Exercise description
Entries follow. Return each line that contains the word "GameError".

Input material
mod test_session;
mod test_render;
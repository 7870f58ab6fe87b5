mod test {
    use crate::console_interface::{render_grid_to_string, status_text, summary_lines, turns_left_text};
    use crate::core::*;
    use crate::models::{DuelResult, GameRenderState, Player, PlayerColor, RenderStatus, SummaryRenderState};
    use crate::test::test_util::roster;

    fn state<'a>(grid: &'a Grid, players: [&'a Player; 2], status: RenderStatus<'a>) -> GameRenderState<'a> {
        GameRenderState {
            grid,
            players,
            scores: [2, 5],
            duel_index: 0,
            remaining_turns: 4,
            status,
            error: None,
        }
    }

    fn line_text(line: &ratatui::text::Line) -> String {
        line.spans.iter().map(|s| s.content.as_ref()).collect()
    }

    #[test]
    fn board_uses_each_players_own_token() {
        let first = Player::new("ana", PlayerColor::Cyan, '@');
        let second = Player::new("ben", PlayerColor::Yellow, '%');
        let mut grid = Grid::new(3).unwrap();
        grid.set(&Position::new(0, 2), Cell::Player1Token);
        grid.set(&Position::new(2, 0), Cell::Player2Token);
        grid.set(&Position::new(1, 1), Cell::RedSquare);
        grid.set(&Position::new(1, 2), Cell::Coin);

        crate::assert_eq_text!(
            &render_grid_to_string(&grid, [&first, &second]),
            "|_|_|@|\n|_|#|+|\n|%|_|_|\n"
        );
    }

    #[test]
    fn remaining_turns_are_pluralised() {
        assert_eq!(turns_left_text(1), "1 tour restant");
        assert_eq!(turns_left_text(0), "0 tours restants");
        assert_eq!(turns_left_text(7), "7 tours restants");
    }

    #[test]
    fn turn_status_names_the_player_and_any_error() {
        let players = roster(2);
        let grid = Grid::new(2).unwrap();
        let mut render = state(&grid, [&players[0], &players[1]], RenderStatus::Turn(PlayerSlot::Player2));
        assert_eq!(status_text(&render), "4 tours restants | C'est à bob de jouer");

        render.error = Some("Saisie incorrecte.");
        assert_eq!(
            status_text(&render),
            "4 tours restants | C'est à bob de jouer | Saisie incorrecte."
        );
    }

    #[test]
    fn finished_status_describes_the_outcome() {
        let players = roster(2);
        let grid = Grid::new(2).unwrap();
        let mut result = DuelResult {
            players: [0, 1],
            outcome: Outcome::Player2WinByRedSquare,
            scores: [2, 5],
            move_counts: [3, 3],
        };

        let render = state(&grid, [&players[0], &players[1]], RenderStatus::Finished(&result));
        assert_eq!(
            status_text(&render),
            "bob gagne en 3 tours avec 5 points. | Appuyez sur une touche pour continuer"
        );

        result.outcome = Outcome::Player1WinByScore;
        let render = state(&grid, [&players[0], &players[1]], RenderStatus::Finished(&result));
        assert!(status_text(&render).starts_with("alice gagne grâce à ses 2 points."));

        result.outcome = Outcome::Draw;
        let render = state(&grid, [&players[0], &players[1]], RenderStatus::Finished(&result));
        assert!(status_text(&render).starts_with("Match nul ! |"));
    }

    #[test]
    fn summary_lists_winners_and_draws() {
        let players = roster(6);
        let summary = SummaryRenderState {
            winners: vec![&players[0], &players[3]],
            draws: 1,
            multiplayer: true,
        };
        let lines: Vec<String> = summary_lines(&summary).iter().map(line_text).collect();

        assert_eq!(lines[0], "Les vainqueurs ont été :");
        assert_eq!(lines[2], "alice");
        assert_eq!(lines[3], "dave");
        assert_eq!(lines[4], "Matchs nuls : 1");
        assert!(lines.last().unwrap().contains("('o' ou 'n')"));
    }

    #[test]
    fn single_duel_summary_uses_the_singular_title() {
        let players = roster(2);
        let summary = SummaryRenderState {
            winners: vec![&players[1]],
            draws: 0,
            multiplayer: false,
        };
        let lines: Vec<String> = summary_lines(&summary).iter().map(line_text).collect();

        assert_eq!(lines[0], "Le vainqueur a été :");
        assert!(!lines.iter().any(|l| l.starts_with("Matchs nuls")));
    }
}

==

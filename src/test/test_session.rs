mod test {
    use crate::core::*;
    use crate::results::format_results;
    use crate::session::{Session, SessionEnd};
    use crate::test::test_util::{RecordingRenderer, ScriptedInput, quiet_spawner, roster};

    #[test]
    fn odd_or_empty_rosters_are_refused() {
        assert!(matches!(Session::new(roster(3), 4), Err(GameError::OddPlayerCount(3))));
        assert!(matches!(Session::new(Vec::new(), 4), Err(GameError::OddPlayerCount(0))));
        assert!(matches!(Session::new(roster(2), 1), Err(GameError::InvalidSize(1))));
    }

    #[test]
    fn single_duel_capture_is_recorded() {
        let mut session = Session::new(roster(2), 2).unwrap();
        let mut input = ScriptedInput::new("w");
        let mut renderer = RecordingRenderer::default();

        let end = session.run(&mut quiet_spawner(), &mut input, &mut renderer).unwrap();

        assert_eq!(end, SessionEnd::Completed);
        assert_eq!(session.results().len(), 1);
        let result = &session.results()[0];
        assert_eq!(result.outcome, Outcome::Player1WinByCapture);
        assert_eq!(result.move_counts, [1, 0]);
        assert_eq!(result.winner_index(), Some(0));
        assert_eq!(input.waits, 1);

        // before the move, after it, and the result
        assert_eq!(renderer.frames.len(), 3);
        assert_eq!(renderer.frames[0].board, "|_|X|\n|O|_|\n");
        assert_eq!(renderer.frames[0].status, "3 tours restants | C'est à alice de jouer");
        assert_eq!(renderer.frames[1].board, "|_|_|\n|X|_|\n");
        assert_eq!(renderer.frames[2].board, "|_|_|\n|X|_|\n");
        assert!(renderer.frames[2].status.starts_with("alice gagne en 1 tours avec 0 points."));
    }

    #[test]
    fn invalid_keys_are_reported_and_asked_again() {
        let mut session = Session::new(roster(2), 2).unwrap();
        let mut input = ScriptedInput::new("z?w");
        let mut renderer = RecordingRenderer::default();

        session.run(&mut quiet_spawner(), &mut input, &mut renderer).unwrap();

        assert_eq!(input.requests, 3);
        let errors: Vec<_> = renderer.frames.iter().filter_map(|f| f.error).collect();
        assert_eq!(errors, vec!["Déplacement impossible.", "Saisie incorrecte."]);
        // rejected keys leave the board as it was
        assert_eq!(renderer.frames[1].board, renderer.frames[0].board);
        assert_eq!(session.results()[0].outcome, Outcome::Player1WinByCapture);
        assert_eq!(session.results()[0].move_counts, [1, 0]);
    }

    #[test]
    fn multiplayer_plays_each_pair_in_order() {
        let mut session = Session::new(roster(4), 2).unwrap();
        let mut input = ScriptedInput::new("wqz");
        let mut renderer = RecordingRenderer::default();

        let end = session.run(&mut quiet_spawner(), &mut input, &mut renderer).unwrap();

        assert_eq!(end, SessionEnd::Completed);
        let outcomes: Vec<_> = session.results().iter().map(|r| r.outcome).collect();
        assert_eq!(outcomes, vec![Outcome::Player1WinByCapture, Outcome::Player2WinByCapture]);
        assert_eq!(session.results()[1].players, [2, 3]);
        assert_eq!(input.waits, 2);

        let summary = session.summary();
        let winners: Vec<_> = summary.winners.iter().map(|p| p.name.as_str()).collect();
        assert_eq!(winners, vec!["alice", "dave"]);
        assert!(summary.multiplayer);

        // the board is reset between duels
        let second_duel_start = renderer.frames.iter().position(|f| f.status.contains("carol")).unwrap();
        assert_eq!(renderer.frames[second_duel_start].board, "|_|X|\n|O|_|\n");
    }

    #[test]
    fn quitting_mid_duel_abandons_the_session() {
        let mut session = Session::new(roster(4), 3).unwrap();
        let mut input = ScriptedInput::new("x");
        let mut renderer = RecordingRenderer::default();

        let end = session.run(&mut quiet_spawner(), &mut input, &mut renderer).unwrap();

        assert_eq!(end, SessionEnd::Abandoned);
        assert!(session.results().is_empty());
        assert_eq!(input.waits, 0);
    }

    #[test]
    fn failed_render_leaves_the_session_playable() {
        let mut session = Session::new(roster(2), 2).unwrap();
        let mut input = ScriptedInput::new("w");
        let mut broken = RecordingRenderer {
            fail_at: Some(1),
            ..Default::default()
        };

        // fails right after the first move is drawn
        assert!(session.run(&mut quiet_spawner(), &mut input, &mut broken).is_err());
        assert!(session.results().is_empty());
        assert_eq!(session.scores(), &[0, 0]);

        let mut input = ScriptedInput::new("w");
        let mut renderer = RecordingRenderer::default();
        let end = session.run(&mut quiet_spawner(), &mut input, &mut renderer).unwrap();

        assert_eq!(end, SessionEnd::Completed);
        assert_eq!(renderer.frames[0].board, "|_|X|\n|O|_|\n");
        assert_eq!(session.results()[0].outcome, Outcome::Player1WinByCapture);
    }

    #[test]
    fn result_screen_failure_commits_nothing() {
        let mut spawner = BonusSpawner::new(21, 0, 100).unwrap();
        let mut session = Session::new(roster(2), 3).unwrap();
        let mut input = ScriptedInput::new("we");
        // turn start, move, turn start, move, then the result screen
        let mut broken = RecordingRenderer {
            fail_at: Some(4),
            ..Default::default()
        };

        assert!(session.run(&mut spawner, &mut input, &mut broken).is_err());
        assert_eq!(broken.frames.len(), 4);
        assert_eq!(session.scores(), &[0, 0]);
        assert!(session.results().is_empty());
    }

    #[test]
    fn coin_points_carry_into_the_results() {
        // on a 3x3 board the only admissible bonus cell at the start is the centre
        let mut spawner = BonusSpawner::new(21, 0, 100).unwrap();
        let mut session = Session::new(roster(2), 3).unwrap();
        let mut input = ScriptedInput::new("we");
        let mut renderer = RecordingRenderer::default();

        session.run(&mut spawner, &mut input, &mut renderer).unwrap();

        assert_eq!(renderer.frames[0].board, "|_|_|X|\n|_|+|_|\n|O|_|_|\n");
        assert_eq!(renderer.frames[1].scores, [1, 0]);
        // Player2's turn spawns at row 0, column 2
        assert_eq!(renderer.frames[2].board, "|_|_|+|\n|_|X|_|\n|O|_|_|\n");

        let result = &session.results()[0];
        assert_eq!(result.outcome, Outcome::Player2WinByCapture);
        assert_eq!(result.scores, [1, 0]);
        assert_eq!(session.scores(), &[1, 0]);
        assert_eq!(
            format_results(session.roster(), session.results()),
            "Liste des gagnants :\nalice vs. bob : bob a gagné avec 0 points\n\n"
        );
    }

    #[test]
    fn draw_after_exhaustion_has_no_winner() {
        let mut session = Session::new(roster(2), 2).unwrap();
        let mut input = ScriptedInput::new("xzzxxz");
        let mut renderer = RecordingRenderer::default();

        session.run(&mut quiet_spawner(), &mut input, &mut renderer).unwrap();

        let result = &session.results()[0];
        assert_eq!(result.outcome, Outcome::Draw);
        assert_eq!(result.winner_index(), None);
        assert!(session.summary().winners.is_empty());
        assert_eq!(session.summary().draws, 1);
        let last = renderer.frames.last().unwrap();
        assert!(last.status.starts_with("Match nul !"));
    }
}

Answer to this problem
        assert!(matches!(Session::new(roster(3), 4), Err(GameError::OddPlayerCount(3))));
        assert!(matches!(Session::new(Vec::new(), 4), Err(GameError::OddPlayerCount(0))));
        assert!(matches!(Session::new(roster(2), 1), Err(GameError::InvalidSize(1))));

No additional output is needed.